Improvement Approaches

            There are two basic approaches that literature seems to be taking to improve authentication assurance.  The first approach, primarily adopted for interactive user access and authentication, is to adapt a measure where the user enters authentication information in a non-traditional way.  The non-traditional way requires data input and exchange with the authentication service but in a manner that, if intercepted, would not have meaning to an attacker.  In Perkovic et al., 2010 and Volker et al., 2004, the researchers not only measured their approaches to demonstrate the security, but they also assessed their approaches using the System Usability Scale. Predictably, the new approaches did not rate well on an ease-of-use scales when compared to more traditional approaches.  The Technology Acceptance Model (TAM) measures the extent where ease-of-use and usefulness of a technology can predict the level for which a user will intentionally adapt the technology (Reynolds & Woods, 2006).   The decrease in ease-of-use could arguably be a factor in explaining why such capabilities have yet to be adapted.  It is possible that not only has ease-of-use of such technologies inhibited adoption, but usefulness too.  In the research on interactive user authentication, the authors made minimal effort to demonstrate a need for the technologies they developed.  If the threat that the technology addresses is not a concern to users, then the technology provided to address that threat will not be readily received.  This may be an area where more contributions to the body of knowledge would be helpful; the level to which users find different security threat scenarios of significance.  Such information could guide the focus on what capabilities need to be developed and whether such capabilities would have an improved chance at adoption.

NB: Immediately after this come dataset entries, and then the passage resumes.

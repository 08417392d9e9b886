// ============================================================================
// HISTORY — linear full-frame snapshot undo/redo
// ============================================================================
//
// One stack of immutable snapshots plus a cursor.  `commit` is the only
// producer; undo/redo only move the cursor and restore.  Snapshots deep-copy
// every layer's pixels — O(layers × W × H × 4) per commit, deliberately
// simple and bit-exact, with a count cap as the pressure valve (oldest
// states fall off first).
// ============================================================================

use image::RgbaImage;

use crate::canvas::{BlendMode, Layer, LayerAffine, LayerId, LayerStack};
use crate::error::EngineError;

/// Deep copy of one layer.  Keeps the layer's id, so restoring maps back
/// onto the same GPU resources.
#[derive(Clone)]
struct LayerSnapshot {
    id: LayerId,
    name: String,
    visible: bool,
    opacity: f32,
    blend_mode: BlendMode,
    transform: LayerAffine,
    pixels: RgbaImage,
}

impl LayerSnapshot {
    fn capture(layer: &Layer) -> Self {
        Self {
            id: layer.id,
            name: layer.name.clone(),
            visible: layer.visible,
            opacity: layer.opacity,
            blend_mode: layer.blend_mode,
            transform: layer.transform,
            // Value copy — snapshots never alias the live buffer.
            pixels: layer.pixels.clone(),
        }
    }
}

/// Immutable canvas state at one commit.
pub struct HistoryState {
    layers: Vec<LayerSnapshot>,
    active_index: usize,
    width: u32,
    height: u32,
}

impl HistoryState {
    pub fn capture(stack: &LayerStack) -> Self {
        Self {
            layers: stack.layers.iter().map(LayerSnapshot::capture).collect(),
            active_index: stack.active_index,
            width: stack.width,
            height: stack.height,
        }
    }

    /// Validate shape against the live stack, then fully replace it.
    /// On mismatch the live stack is left untouched.
    fn restore_into(&self, stack: &mut LayerStack) -> Result<(), EngineError> {
        if self.width != stack.width || self.height != stack.height {
            return Err(EngineError::HistoryCorruption(format!(
                "snapshot is {}x{}, canvas is {}x{}",
                self.width, self.height, stack.width, stack.height
            )));
        }
        let expected = (self.width as usize) * (self.height as usize) * 4;
        for snap in &self.layers {
            if snap.pixels.as_raw().len() != expected {
                return Err(EngineError::HistoryCorruption(format!(
                    "layer {} buffer is {} bytes, expected {}",
                    snap.id,
                    snap.pixels.as_raw().len(),
                    expected
                )));
            }
        }

        let restored = self
            .layers
            .iter()
            .map(|snap| {
                // The GPU store compares generations; anything different
                // from what it last uploaded forces a lazy re-upload on the
                // next frame.
                let generation = stack
                    .get(snap.id)
                    .map(|live| live.gpu_generation.wrapping_add(1))
                    .unwrap_or(0);
                Layer {
                    id: snap.id,
                    name: snap.name.clone(),
                    visible: snap.visible,
                    opacity: snap.opacity,
                    blend_mode: snap.blend_mode,
                    pixels: snap.pixels.clone(),
                    transform: snap.transform,
                    gpu_generation: generation,
                }
            })
            .collect();

        stack.layers = restored;
        stack.active_index = self.active_index.min(self.layers.len().saturating_sub(1));
        Ok(())
    }

    pub fn memory_bytes(&self) -> usize {
        self.layers
            .iter()
            .map(|l| l.pixels.as_raw().len() + l.name.len())
            .sum()
    }
}

pub struct HistoryManager {
    states: Vec<HistoryState>,
    /// Index of the state the live canvas currently matches; -1 before the
    /// first commit.
    cursor: isize,
    max_snapshots: usize,
}

impl HistoryManager {
    pub fn new(max_snapshots: usize) -> Self {
        Self {
            states: Vec::new(),
            cursor: -1,
            max_snapshots: max_snapshots.max(1),
        }
    }

    pub fn can_undo(&self) -> bool {
        self.cursor > 0
    }

    pub fn can_redo(&self) -> bool {
        self.cursor < self.states.len() as isize - 1
    }

    pub fn len(&self) -> usize {
        self.states.len()
    }

    pub fn is_empty(&self) -> bool {
        self.states.is_empty()
    }

    pub fn cursor(&self) -> isize {
        self.cursor
    }

    /// Snapshot the live stack: discard any redo states beyond the cursor,
    /// append, advance.
    pub fn commit(&mut self, stack: &LayerStack) {
        self.states.truncate((self.cursor + 1) as usize);
        self.states.push(HistoryState::capture(stack));
        self.cursor = self.states.len() as isize - 1;
        self.prune();
    }

    /// Step the cursor back and restore.  Fails without touching the live
    /// stack when already at the oldest state (or before any commit).
    pub fn undo(&mut self, stack: &mut LayerStack) -> Result<(), EngineError> {
        if !self.can_undo() {
            return Err(EngineError::HistoryExhausted("undo"));
        }
        let target = (self.cursor - 1) as usize;
        self.states[target].restore_into(stack)?;
        self.cursor -= 1;
        Ok(())
    }

    /// Step the cursor forward and restore.
    pub fn redo(&mut self, stack: &mut LayerStack) -> Result<(), EngineError> {
        if !self.can_redo() {
            return Err(EngineError::HistoryExhausted("redo"));
        }
        let target = (self.cursor + 1) as usize;
        self.states[target].restore_into(stack)?;
        self.cursor += 1;
        Ok(())
    }

    pub fn clear(&mut self) {
        self.states.clear();
        self.cursor = -1;
    }

    pub fn memory_bytes(&self) -> usize {
        self.states.iter().map(HistoryState::memory_bytes).sum()
    }

    /// Drop oldest states past the cap.  The cursor shifts with them; undo
    /// depth shrinks but the current state always survives.
    fn prune(&mut self) {
        while self.states.len() > self.max_snapshots {
            self.states.remove(0);
            self.cursor = (self.cursor - 1).max(0);
        }
    }
}

#[cfg(test)]
mod tests {
    use super::*;
    use image::Rgba;

    fn stack_with_pixel(v: u8) -> LayerStack {
        let mut stack = LayerStack::new(4, 4);
        stack.layers[0].pixels.put_pixel(1, 1, Rgba([v, 0, 0, 255]));
        stack
    }

    fn pixel(stack: &LayerStack) -> u8 {
        stack.layers[0].pixels.get_pixel(1, 1).0[0]
    }

    #[test]
    fn commit_undo_redo_round_trip_is_bit_identical() {
        let mut history = HistoryManager::new(16);
        let mut stack = stack_with_pixel(10);
        history.commit(&stack);

        let before: Vec<u8> = stack.layers[0].pixels.as_raw().clone();
        stack.layers[0].pixels.put_pixel(1, 1, Rgba([99, 0, 0, 255]));
        stack.layers[0].invalidate_gpu();
        history.commit(&stack);
        let after: Vec<u8> = stack.layers[0].pixels.as_raw().clone();

        history.undo(&mut stack).unwrap();
        assert_eq!(stack.layers[0].pixels.as_raw(), &before);

        history.redo(&mut stack).unwrap();
        assert_eq!(stack.layers[0].pixels.as_raw(), &after);
    }

    #[test]
    fn undo_at_oldest_state_is_rejected_and_harmless() {
        let mut history = HistoryManager::new(16);
        let mut stack = stack_with_pixel(42);
        history.commit(&stack);

        assert!(matches!(
            history.undo(&mut stack),
            Err(EngineError::HistoryExhausted("undo"))
        ));
        assert_eq!(pixel(&stack), 42);
        assert_eq!(history.cursor(), 0);
    }

    #[test]
    fn redo_past_newest_state_is_rejected() {
        let mut history = HistoryManager::new(16);
        let mut stack = stack_with_pixel(1);
        history.commit(&stack);
        assert!(history.redo(&mut stack).is_err());
    }

    #[test]
    fn commit_discards_redo_branch() {
        let mut history = HistoryManager::new(16);
        let mut stack = stack_with_pixel(1);
        history.commit(&stack);

        stack.layers[0].pixels.put_pixel(1, 1, Rgba([2, 0, 0, 255]));
        history.commit(&stack);
        history.undo(&mut stack).unwrap();

        stack.layers[0].pixels.put_pixel(1, 1, Rgba([3, 0, 0, 255]));
        history.commit(&stack);

        // The state with value 2 is gone; no branching redo.
        assert_eq!(history.len(), 2);
        assert!(!history.can_redo());
        history.undo(&mut stack).unwrap();
        assert_eq!(pixel(&stack), 1);
    }

    #[test]
    fn restore_preserves_layer_ids() {
        let mut history = HistoryManager::new(16);
        let mut stack = LayerStack::new(4, 4);
        let id = stack.layers[0].id;
        history.commit(&stack);
        stack.layers[0].pixels.put_pixel(0, 0, Rgba([9, 9, 9, 255]));
        history.commit(&stack);
        history.undo(&mut stack).unwrap();
        assert_eq!(stack.layers[0].id, id);
    }

    #[test]
    fn restore_bumps_generation_for_lazy_reupload() {
        let mut history = HistoryManager::new(16);
        let mut stack = LayerStack::new(4, 4);
        history.commit(&stack);
        stack.layers[0].invalidate_gpu();
        history.commit(&stack);
        let live_gen = stack.layers[0].gpu_generation;
        history.undo(&mut stack).unwrap();
        assert_ne!(stack.layers[0].gpu_generation, live_gen);
    }

    #[test]
    fn size_mismatch_fails_without_mutation() {
        let mut history = HistoryManager::new(16);
        let mut stack = stack_with_pixel(7);
        history.commit(&stack);
        stack.layers[0].pixels.put_pixel(1, 1, Rgba([8, 0, 0, 255]));
        history.commit(&stack);

        // Simulate a host-side resize between commit and undo.
        stack.width = 8;
        let err = history.undo(&mut stack);
        assert!(matches!(err, Err(EngineError::HistoryCorruption(_))));
        assert_eq!(pixel(&stack), 8);
        // Cursor did not move either.
        assert!(history.can_undo());
    }

    #[test]
    fn prune_drops_oldest_and_keeps_current() {
        let mut history = HistoryManager::new(3);
        let mut stack = stack_with_pixel(0);
        for v in 0..5u8 {
            stack.layers[0].pixels.put_pixel(1, 1, Rgba([v, 0, 0, 255]));
            history.commit(&stack);
        }
        assert_eq!(history.len(), 3);
        // Two undos exhaust the pruned stack.
        history.undo(&mut stack).unwrap();
        history.undo(&mut stack).unwrap();
        assert!(history.undo(&mut stack).is_err());
        assert_eq!(pixel(&stack), 2);
    }
}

            The second approach that seemed common in literature for addressing automated system authentication is to enchance current capabilities to exchange even another piece of information between them and perform a mathematical function on them.  This approach is analogous to encryption; where a key is exchanged and that key is required to undo a hash and reveal the data.  Alomari et al., 2014 present a type of shared key exchange in RFID authentication to validate communciations and assure data integrity in an enhanced communication protocol.  In a similar derivative of this approach, Xu and Zhu (2013) introduce a smart card which provides a proxy-type/anonymizing capability between two systems in order to mask information about the remote system.  The proxy/anonymizing capability comes from a successful exchange of additional information between the proxy and the remote system.  Counter to the challenges of ease-of-use found in the interactive user authentication solutions, the authors demonstrate the ability to integrate these solutions with minimal user impact and cost.  This makes it difficult to ascertain what factors could be impeding the adoption of these solutions and perhaps more research that examines why these types of technologies are not being seen in the market would be useful.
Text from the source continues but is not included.